Suella Braverman, Britain’s hardline home secretary, fired as ex-PM David Cameron makes surprise return to government
Britain’s beleaguered Prime Minister Rishi Sunak carried out a dramatic Cabinet reshuffle on Monday, firing his divisive home secretary and bringing back former premier David Cameron to the heart of government after a seven-year absence from politics.
The hardline Home Secretary Suella Braverman was fired early on Monday morning, after making inflammatory comments about the policing of pro-Palestinian protests in central London over the weekend. Her tenure was wrought with scandals and divisive remarks, which had long caused fractures in Sunak’s government.
Sunak then announced he was bringing Cameron back to frontline politics as foreign secretary, in a stunning move that has few parallels in recent British political history.
Cameron served as prime minister from 2010 to 2016, resigning after Britain voted to leave the European Union in a referendum that he had called.
His premiership set the course of 13 years of Conservative rule, but the self-inflicted chaos of the Brexit referendum and its aftermath threw his party into years of instability from which it is still struggling to emerge.
Downing Street confirmed that James Cleverly, formerly the foreign secretary, will take over from Braverman, a shift that made space for Cameron’s remarkable return to Cabinet.

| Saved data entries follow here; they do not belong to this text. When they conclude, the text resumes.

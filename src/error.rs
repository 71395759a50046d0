//! Error types for stream-uplink.
//!
//! Errors are split into three categories:
//! - **Startup errors** ([`UplinkError`]): prevent the pipeline from starting
//! - **Capture errors** ([`CaptureError`]): fatal to the streaming loop -
//!   there is no software path to repair a dead capture device
//! - **Send errors** ([`SendError`]): never fatal; the chunk is dropped and
//!   the loop proceeds to the next capture cycle

/// Fatal errors that prevent an uplink from starting.
///
/// These are returned from [`StreamUplinkBuilder::start()`] and from device
/// setup. Runtime issues (a failed send, a dropped connection) are surfaced
/// via [`StreamEvent`](crate::StreamEvent) instead.
///
/// [`StreamUplinkBuilder::start()`]: crate::StreamUplinkBuilder::start
#[derive(Debug, thiserror::Error)]
pub enum UplinkError {
    /// No source was configured before starting.
    #[error("no source configured - add a peripheral source before calling start()")]
    NoSourceConfigured,

    /// No delivery channel was configured before starting.
    #[error("no channel configured - add a delivery channel before calling start()")]
    NoChannelConfigured,

    /// The endpoint could not be turned into a valid connection request.
    #[error("invalid endpoint {url}: {reason}")]
    InvalidEndpoint {
        /// The URL that was rejected.
        url: String,
        /// Why it was rejected.
        reason: String,
    },

    /// The requested capture device was not found.
    #[error("device not found: {name}")]
    DeviceNotFound {
        /// Name of the device that wasn't found.
        name: String,
    },

    /// No default capture device is configured on this system.
    #[error("no default capture device configured")]
    NoDefaultDevice,

    /// The device's sample format has no conversion path to 32-bit PCM.
    #[error("unsupported sample format: {format}")]
    UnsupportedFormat {
        /// The format that wasn't supported.
        format: String,
    },

    /// An error from the underlying audio library (CPAL).
    #[error("audio backend error: {0}")]
    BackendError(String),
}

/// A hardware-level capture failure.
///
/// `fetch` returning this means the chunk buffer must not be treated as
/// valid. The streaming loop treats it as fatal: capture state cannot be
/// repaired in software, so the loop ends and the embedding environment
/// decides whether to restart.
#[derive(Debug, thiserror::Error)]
pub enum CaptureError {
    /// The underlying hardware read failed (DMA overrun, sensor disconnect).
    #[error("device failure: {reason}")]
    DeviceFailure {
        /// Description of the hardware-level failure.
        reason: String,
    },
}

impl CaptureError {
    /// Creates a device failure with the given reason.
    pub fn device_failure(reason: impl Into<String>) -> Self {
        Self::DeviceFailure {
            reason: reason.into(),
        }
    }
}

/// A failed delivery attempt.
///
/// Send errors are always recoverable from the pipeline's point of view:
/// the chunk is dropped, never retried (chunks are not queued), and the
/// loop moves on to the next capture cycle.
#[derive(Debug, thiserror::Error)]
pub enum SendError {
    /// The liveness flag said connected but the transport has no usable
    /// connection - either the flag was stale or the connection was torn
    /// down between the gate check and the send.
    #[error("not connected")]
    NotConnected,

    /// A write failed part-way, including a partial multipart sequence.
    #[error("transport failure: {reason}")]
    TransportFailure {
        /// Description of the failed write.
        reason: String,
    },
}

impl SendError {
    /// Creates a transport failure with the given reason.
    pub fn transport(reason: impl Into<String>) -> Self {
        Self::TransportFailure {
            reason: reason.into(),
        }
    }
}

#[cfg(test)]
mod tests {
    use super::*;

    #[test]
    fn test_uplink_error_display() {
        let err = UplinkError::DeviceNotFound {
            name: "USB Mic".to_string(),
        };
        assert_eq!(err.to_string(), "device not found: USB Mic");
    }

    #[test]
    fn test_capture_error_helper() {
        let err = CaptureError::device_failure("i2s read overrun");
        assert_eq!(err.to_string(), "device failure: i2s read overrun");
    }

    #[test]
    fn test_send_error_not_connected() {
        assert_eq!(SendError::NotConnected.to_string(), "not connected");
    }

    #[test]
    fn test_send_error_transport_helper() {
        let err = SendError::transport("broken pipe");
        assert_eq!(err.to_string(), "transport failure: broken pipe");
    }
}
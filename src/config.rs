//! Configuration types for the uplink pipeline.

use std::time::Duration;

/// The logical connection to one remote consumer.
///
/// At most one endpoint session is active at a time; the pipeline has no
/// multi-client fan-out.
///
/// # Example
///
/// ```
/// use stream_uplink::Endpoint;
///
/// let endpoint = Endpoint::new("10.27.78.151", 42069, "/");
/// assert_eq!(endpoint.ws_url(), "ws://10.27.78.151:42069/");
/// ```
#[derive(Debug, Clone, PartialEq, Eq)]
pub struct Endpoint {
    /// Remote host name or address.
    pub host: String,
    /// Remote port.
    pub port: u16,
    /// Request path, including the leading slash.
    pub path: String,
}

impl Endpoint {
    /// Creates an endpoint from host, port, and path.
    pub fn new(host: impl Into<String>, port: u16, path: impl Into<String>) -> Self {
        Self {
            host: host.into(),
            port,
            path: path.into(),
        }
    }

    /// Returns the WebSocket URL for this endpoint.
    pub fn ws_url(&self) -> String {
        format!("ws://{}:{}{}", self.host, self.port, self.path)
    }
}

/// Fixed capture format for the audio variant.
///
/// Every `fetch` on an audio source produces a chunk of exactly
/// `samples_per_chunk` samples at `sample_rate`, so chunk length in bytes
/// and chunk cadence are both compile-time-predictable.
#[derive(Debug, Clone, Copy, PartialEq, Eq)]
pub struct CaptureFormat {
    /// Sample rate in Hz.
    pub sample_rate: u32,
    /// Samples per captured chunk.
    pub samples_per_chunk: usize,
}

impl CaptureFormat {
    /// Bytes per sample: 32-bit PCM, matching the I2S capture format.
    pub const BYTES_PER_SAMPLE: usize = 4;

    /// Returns the chunk length in bytes.
    pub fn chunk_len_bytes(&self) -> usize {
        self.samples_per_chunk * Self::BYTES_PER_SAMPLE
    }

    /// Returns the natural capture cadence: how long one chunk's worth of
    /// samples takes to arrive.
    pub fn chunk_duration(&self) -> Duration {
        if self.sample_rate == 0 {
            return Duration::ZERO;
        }
        Duration::from_secs_f64(self.samples_per_chunk as f64 / f64::from(self.sample_rate))
    }
}

impl Default for CaptureFormat {
    /// 16 kHz, 1024 samples per chunk (4096 bytes, 64 ms cadence).
    fn default() -> Self {
        Self {
            sample_rate: 16000,
            samples_per_chunk: 1024,
        }
    }
}

/// Configuration for connection management.
#[derive(Debug, Clone)]
pub struct UplinkConfig {
    /// Delay between connection attempts while blocking on first success.
    ///
    /// Default: 500ms
    pub connect_retry_delay: Duration,
}

impl Default for UplinkConfig {
    fn default() -> Self {
        Self {
            connect_retry_delay: Duration::from_millis(500),
        }
    }
}

#[cfg(test)]
mod tests {
    use super::*;

    #[test]
    fn test_endpoint_ws_url() {
        let endpoint = Endpoint::new("example.local", 8080, "/stream");
        assert_eq!(endpoint.ws_url(), "ws://example.local:8080/stream");
    }

    #[test]
    fn test_capture_format_default() {
        let format = CaptureFormat::default();
        assert_eq!(format.sample_rate, 16000);
        assert_eq!(format.samples_per_chunk, 1024);
        assert_eq!(format.chunk_len_bytes(), 4096);
        assert_eq!(format.chunk_duration(), Duration::from_millis(64));
    }

    #[test]
    fn test_capture_format_zero_rate() {
        let format = CaptureFormat {
            sample_rate: 0,
            samples_per_chunk: 1024,
        };
        assert_eq!(format.chunk_duration(), Duration::ZERO);
    }

    #[test]
    fn test_uplink_config_default() {
        let config = UplinkConfig::default();
        assert_eq!(config.connect_retry_delay, Duration::from_millis(500));
    }
}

Braverman had served as Sunak’s interior minister throughout his tenure in Downing Street, but her confrontational rhetoric towards migrants, protesters, the police and even the homeless had caused rifts in the government and sparked speculation that she was plotting a future leadership bid.
She most recently courted criticism by accusing London’s police force of applying “double standards” in the way they manage protests, in an op-ed in the Times of London newspaper condemning a pro-Palestinian march that Downing Street said had not been cleared by Sunak.
On Saturday, far-right counter-protesters clashed with police in central London after Braverman called the pro-Palestinian demonstration a “hate march,” stoking tensions around a rally taking place on Remembrance Sunday.
Braverman’s comments on policing and her severe criticism of Saturday’s pro-Palestinian rally were criticized by figures across the political spectrum.
“You have a chance of inflaming both sides when you make such divisive remarks,” Neil Basu, the former head of counter-terrorism policing in the UK, told the BBC on Monday morning. “Making comments that are potentially divisive is a very dangerous thing to do… no home secretary we’ve served under would have done the same thing.”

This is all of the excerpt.